*Your goal*
After locating "pub fn new(state: PanelState)" in the listing below, copy that line and each one after it exactly, ending with the line that has "let mut loads".

*Material supplied*
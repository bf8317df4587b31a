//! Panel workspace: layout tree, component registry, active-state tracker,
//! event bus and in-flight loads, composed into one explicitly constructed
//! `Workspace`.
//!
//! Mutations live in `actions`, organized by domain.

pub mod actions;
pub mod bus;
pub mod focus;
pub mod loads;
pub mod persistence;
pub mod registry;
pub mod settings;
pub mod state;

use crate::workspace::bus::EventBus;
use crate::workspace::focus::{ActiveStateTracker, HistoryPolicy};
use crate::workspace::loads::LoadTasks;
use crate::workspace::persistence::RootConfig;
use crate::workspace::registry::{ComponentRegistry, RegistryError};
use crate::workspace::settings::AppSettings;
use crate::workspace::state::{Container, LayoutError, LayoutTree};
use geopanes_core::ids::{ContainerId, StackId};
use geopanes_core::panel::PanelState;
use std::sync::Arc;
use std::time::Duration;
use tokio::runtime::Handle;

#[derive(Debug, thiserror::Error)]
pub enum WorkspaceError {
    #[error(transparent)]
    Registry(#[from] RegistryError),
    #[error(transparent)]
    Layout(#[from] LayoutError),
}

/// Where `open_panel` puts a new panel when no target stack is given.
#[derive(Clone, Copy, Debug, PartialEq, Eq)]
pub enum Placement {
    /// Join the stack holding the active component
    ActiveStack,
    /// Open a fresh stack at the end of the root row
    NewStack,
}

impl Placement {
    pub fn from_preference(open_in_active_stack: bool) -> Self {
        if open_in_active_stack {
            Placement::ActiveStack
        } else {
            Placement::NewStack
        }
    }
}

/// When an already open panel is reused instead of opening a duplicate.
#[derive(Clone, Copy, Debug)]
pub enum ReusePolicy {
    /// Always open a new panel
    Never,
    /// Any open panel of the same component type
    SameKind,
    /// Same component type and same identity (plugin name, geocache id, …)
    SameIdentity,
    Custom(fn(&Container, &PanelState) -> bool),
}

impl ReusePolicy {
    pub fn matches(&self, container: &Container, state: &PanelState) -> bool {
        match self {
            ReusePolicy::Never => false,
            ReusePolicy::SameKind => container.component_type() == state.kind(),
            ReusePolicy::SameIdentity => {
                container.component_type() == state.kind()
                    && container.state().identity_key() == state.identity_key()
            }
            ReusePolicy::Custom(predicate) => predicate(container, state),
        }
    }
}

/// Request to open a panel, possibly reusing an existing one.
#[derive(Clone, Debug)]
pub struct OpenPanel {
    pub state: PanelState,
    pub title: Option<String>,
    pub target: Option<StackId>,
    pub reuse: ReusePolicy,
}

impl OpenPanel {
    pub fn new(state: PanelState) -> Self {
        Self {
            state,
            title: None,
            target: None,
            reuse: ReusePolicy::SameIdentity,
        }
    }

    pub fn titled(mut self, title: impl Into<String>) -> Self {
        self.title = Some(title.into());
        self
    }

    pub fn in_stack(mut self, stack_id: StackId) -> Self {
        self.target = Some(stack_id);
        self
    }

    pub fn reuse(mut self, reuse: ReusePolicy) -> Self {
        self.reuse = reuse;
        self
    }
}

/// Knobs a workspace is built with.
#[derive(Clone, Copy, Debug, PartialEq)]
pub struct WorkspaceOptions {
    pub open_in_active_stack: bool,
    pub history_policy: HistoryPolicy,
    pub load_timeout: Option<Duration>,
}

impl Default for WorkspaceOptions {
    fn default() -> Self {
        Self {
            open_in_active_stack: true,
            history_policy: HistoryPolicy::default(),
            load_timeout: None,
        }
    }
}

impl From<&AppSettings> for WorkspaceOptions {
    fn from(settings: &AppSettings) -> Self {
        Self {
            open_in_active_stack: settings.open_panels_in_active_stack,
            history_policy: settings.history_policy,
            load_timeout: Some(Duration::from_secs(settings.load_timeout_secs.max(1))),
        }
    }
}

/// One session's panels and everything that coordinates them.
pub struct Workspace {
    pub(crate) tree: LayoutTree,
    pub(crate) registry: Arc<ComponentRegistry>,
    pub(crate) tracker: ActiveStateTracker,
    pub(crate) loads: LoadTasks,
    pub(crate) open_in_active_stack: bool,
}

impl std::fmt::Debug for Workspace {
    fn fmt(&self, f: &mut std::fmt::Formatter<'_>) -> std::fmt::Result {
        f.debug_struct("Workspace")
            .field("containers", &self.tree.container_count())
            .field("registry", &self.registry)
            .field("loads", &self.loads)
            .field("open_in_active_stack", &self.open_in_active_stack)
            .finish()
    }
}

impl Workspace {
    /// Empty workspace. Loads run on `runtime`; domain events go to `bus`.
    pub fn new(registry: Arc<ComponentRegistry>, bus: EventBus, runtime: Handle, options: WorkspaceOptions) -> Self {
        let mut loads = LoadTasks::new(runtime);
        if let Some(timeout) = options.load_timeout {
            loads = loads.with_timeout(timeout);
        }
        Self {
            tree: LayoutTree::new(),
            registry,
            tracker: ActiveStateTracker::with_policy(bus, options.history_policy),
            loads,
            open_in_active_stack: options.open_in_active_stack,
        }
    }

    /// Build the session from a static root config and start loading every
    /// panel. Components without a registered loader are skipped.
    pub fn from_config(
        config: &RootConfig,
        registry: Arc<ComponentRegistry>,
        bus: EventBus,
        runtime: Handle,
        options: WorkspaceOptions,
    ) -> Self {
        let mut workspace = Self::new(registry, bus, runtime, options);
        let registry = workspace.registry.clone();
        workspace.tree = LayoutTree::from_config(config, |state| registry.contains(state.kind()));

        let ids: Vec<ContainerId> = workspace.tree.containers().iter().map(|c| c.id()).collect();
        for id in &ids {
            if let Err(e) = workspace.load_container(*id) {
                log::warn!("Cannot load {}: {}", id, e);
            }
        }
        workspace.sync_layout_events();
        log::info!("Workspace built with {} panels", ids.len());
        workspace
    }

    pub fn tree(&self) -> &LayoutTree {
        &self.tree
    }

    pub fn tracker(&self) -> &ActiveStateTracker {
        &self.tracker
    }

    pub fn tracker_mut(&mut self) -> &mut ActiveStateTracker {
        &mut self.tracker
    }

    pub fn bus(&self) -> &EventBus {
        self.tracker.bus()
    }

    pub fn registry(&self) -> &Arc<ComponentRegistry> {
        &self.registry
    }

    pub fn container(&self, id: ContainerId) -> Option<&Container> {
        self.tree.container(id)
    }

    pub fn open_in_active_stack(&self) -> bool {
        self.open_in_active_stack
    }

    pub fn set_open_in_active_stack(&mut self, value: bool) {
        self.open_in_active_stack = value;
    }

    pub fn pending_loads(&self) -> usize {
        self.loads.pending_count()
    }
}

==

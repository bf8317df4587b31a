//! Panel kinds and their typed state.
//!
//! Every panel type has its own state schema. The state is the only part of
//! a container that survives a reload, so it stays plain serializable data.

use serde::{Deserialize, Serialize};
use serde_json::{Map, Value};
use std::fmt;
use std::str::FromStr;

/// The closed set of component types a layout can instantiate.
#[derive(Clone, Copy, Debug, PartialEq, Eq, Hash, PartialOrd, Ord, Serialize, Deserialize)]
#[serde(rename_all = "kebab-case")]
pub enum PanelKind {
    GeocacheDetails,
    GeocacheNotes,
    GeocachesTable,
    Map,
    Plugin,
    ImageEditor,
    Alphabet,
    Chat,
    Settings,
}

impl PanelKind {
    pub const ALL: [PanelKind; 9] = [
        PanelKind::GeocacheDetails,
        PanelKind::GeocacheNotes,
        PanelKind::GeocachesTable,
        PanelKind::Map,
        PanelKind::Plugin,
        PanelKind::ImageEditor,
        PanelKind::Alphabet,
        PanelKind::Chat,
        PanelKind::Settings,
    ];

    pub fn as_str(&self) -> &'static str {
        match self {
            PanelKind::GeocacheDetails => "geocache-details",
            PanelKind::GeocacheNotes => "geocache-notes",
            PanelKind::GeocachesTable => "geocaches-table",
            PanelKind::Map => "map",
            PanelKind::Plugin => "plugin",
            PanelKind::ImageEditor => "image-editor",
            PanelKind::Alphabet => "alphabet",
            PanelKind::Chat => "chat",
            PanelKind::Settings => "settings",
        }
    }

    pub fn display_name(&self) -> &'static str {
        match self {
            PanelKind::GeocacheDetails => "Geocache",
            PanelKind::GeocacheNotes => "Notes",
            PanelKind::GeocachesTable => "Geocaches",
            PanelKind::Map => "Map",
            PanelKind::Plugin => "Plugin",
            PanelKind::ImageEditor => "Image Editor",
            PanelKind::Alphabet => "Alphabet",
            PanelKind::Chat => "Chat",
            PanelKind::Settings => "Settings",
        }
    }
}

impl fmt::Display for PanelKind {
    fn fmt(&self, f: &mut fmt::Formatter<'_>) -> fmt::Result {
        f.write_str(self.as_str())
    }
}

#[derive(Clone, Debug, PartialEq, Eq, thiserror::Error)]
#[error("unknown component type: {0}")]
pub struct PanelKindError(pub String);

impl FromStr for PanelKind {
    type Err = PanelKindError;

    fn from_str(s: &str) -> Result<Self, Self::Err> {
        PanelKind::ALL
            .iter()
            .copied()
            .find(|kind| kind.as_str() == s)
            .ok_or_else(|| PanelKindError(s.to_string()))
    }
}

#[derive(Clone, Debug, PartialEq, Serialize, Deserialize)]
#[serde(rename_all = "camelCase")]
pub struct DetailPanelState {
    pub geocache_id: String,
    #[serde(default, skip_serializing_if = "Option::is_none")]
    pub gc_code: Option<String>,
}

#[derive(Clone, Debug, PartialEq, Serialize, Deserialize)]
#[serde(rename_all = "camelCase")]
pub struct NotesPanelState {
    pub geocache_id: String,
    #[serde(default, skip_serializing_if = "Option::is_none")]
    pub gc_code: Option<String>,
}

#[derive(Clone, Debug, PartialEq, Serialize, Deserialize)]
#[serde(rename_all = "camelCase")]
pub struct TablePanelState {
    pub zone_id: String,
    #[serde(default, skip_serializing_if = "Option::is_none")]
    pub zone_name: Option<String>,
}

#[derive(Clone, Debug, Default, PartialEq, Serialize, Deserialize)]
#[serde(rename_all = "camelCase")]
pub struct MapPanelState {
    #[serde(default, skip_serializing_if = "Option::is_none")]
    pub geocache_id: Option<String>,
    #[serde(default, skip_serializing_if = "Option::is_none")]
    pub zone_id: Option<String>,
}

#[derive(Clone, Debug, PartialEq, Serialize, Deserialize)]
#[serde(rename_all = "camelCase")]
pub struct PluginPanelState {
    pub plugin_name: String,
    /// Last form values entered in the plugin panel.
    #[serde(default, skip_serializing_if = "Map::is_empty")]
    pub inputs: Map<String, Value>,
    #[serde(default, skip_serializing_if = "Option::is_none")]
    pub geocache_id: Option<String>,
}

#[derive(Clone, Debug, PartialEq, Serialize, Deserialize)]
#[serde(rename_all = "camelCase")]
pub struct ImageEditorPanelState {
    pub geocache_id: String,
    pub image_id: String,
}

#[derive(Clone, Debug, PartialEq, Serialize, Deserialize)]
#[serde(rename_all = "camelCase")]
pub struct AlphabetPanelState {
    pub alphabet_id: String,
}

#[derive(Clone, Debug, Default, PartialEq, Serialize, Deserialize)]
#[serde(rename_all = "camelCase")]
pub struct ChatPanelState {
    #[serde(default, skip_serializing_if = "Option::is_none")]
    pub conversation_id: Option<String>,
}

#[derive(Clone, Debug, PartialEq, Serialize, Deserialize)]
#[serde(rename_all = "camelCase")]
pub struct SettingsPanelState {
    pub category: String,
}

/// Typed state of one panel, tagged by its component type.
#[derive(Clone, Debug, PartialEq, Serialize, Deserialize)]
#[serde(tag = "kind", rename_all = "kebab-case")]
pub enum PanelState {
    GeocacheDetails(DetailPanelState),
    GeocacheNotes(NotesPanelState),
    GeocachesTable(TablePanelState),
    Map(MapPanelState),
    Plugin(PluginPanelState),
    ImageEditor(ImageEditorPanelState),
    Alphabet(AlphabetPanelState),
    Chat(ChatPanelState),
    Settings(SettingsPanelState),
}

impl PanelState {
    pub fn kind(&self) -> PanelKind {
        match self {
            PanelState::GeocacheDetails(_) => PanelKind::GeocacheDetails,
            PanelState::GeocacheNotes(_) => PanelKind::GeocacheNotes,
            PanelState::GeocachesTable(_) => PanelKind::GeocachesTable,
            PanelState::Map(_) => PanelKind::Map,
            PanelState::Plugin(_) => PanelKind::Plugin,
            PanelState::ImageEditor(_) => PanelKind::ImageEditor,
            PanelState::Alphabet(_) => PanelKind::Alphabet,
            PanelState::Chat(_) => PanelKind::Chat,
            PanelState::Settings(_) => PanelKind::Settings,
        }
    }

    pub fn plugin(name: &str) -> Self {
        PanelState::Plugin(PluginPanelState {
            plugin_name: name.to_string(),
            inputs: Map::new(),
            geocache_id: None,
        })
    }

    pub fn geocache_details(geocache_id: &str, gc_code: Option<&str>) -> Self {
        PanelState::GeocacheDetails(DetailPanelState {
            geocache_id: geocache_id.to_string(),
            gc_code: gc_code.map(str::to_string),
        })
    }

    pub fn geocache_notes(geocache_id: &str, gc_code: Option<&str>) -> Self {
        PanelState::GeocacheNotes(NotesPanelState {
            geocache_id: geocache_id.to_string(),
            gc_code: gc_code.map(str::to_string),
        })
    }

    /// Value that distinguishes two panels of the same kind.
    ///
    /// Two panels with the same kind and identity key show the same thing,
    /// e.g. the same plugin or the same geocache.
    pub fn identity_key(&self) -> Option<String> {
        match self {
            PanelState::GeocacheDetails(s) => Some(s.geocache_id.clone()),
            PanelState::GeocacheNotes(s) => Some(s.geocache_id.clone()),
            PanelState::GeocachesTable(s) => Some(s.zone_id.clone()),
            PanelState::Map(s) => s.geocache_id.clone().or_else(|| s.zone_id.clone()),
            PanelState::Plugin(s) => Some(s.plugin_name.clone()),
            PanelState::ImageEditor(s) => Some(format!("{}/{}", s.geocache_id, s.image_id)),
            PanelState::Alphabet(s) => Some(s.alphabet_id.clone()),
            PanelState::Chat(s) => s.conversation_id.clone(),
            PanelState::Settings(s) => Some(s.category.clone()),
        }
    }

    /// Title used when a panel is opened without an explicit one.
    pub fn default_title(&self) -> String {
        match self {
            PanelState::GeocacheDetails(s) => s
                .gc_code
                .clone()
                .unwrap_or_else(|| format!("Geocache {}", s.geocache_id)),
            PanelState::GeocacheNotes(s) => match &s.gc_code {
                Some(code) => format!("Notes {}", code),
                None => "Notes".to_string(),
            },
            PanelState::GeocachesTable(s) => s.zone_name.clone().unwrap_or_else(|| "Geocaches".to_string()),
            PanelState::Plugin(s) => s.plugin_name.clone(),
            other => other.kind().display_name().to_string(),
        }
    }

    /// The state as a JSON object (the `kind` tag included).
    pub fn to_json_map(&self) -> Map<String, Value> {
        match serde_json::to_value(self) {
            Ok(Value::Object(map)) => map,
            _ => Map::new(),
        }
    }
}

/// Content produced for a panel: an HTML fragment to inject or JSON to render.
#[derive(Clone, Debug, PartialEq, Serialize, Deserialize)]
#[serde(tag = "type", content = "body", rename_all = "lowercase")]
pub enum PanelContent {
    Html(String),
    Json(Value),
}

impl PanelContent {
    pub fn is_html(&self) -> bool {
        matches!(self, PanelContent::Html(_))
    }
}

*Solution*
    pub fn new(state: PanelState) -> Self {
        Self {
            state,
            title: None,
            target: None,
            reuse: ReusePolicy::SameIdentity,
        }
    }

    pub fn titled(mut self, title: impl Into<String>) -> Self {
        self.title = Some(title.into());
        self
    }

    pub fn in_stack(mut self, stack_id: StackId) -> Self {
        self.target = Some(stack_id);
        self
    }

    pub fn reuse(mut self, reuse: ReusePolicy) -> Self {
        self.reuse = reuse;
        self
    }
}

/// Knobs a workspace is built with.
#[derive(Clone, Copy, Debug, PartialEq)]
pub struct WorkspaceOptions {
    pub open_in_active_stack: bool,
    pub history_policy: HistoryPolicy,
    pub load_timeout: Option<Duration>,
}

impl Default for WorkspaceOptions {
    fn default() -> Self {
        Self {
            open_in_active_stack: true,
            history_policy: HistoryPolicy::default(),
            load_timeout: None,
        }
    }
}

impl From<&AppSettings> for WorkspaceOptions {
    fn from(settings: &AppSettings) -> Self {
        Self {
            open_in_active_stack: settings.open_panels_in_active_stack,
            history_policy: settings.history_policy,
            load_timeout: Some(Duration::from_secs(settings.load_timeout_secs.max(1))),
        }
    }
}

/// One session's panels and everything that coordinates them.
pub struct Workspace {
    pub(crate) tree: LayoutTree,
    pub(crate) registry: Arc<ComponentRegistry>,
    pub(crate) tracker: ActiveStateTracker,
    pub(crate) loads: LoadTasks,
    pub(crate) open_in_active_stack: bool,
}

impl std::fmt::Debug for Workspace {
    fn fmt(&self, f: &mut std::fmt::Formatter<'_>) -> std::fmt::Result {
        f.debug_struct("Workspace")
            .field("containers", &self.tree.container_count())
            .field("registry", &self.registry)
            .field("loads", &self.loads)
            .field("open_in_active_stack", &self.open_in_active_stack)
            .finish()
    }
}

impl Workspace {
    /// Empty workspace. Loads run on `runtime`; domain events go to `bus`.
    pub fn new(registry: Arc<ComponentRegistry>, bus: EventBus, runtime: Handle, options: WorkspaceOptions) -> Self {
        let mut loads = LoadTasks::new(runtime);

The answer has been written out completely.